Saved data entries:
####

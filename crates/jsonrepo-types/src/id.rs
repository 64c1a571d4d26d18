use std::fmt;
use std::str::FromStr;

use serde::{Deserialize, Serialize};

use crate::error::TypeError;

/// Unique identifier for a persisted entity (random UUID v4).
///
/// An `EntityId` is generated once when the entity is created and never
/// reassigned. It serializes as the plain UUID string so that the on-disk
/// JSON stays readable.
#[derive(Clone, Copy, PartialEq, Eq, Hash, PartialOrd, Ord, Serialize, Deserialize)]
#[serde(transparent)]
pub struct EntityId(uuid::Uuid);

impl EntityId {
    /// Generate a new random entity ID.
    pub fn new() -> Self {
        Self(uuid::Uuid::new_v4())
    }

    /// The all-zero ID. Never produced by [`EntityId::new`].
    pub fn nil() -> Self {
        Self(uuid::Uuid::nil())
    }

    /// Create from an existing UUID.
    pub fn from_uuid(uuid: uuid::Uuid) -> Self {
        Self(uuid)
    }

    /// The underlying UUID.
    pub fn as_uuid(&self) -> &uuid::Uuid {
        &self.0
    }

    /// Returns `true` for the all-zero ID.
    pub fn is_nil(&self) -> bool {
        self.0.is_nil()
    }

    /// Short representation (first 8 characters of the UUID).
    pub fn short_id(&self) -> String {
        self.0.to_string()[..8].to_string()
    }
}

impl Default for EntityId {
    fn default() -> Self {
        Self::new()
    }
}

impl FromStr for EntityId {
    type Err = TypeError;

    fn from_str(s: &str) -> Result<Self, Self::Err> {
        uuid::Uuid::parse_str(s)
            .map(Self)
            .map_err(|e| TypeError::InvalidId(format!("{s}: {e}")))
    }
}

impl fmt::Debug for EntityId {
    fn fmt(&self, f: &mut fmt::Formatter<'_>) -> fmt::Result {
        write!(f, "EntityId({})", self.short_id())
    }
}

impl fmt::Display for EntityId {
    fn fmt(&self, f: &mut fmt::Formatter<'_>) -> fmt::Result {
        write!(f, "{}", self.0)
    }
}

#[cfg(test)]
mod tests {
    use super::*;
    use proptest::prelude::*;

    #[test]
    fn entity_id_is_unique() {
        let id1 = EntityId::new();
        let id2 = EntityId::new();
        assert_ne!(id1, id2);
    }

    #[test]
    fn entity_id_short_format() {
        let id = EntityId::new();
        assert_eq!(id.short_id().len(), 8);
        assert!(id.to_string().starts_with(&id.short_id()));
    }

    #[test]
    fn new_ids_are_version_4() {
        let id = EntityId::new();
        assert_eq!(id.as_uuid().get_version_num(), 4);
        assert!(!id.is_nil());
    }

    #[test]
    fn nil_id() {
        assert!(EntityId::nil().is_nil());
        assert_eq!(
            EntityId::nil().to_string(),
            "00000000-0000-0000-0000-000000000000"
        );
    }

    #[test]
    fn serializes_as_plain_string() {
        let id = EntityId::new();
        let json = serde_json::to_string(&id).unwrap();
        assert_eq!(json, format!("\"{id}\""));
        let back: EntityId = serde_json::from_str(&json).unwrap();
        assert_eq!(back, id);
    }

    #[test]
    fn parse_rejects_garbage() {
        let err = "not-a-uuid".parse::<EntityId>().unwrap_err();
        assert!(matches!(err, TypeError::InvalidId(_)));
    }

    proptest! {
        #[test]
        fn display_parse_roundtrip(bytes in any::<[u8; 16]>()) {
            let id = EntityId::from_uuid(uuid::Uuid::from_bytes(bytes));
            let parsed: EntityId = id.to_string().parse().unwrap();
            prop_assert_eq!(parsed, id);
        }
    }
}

####

* What is being asked
Search the data above for lines holding "random" and copy each of them.

* Result
/// Unique identifier for a persisted entity (random UUID v4).
    /// Generate a new random entity ID.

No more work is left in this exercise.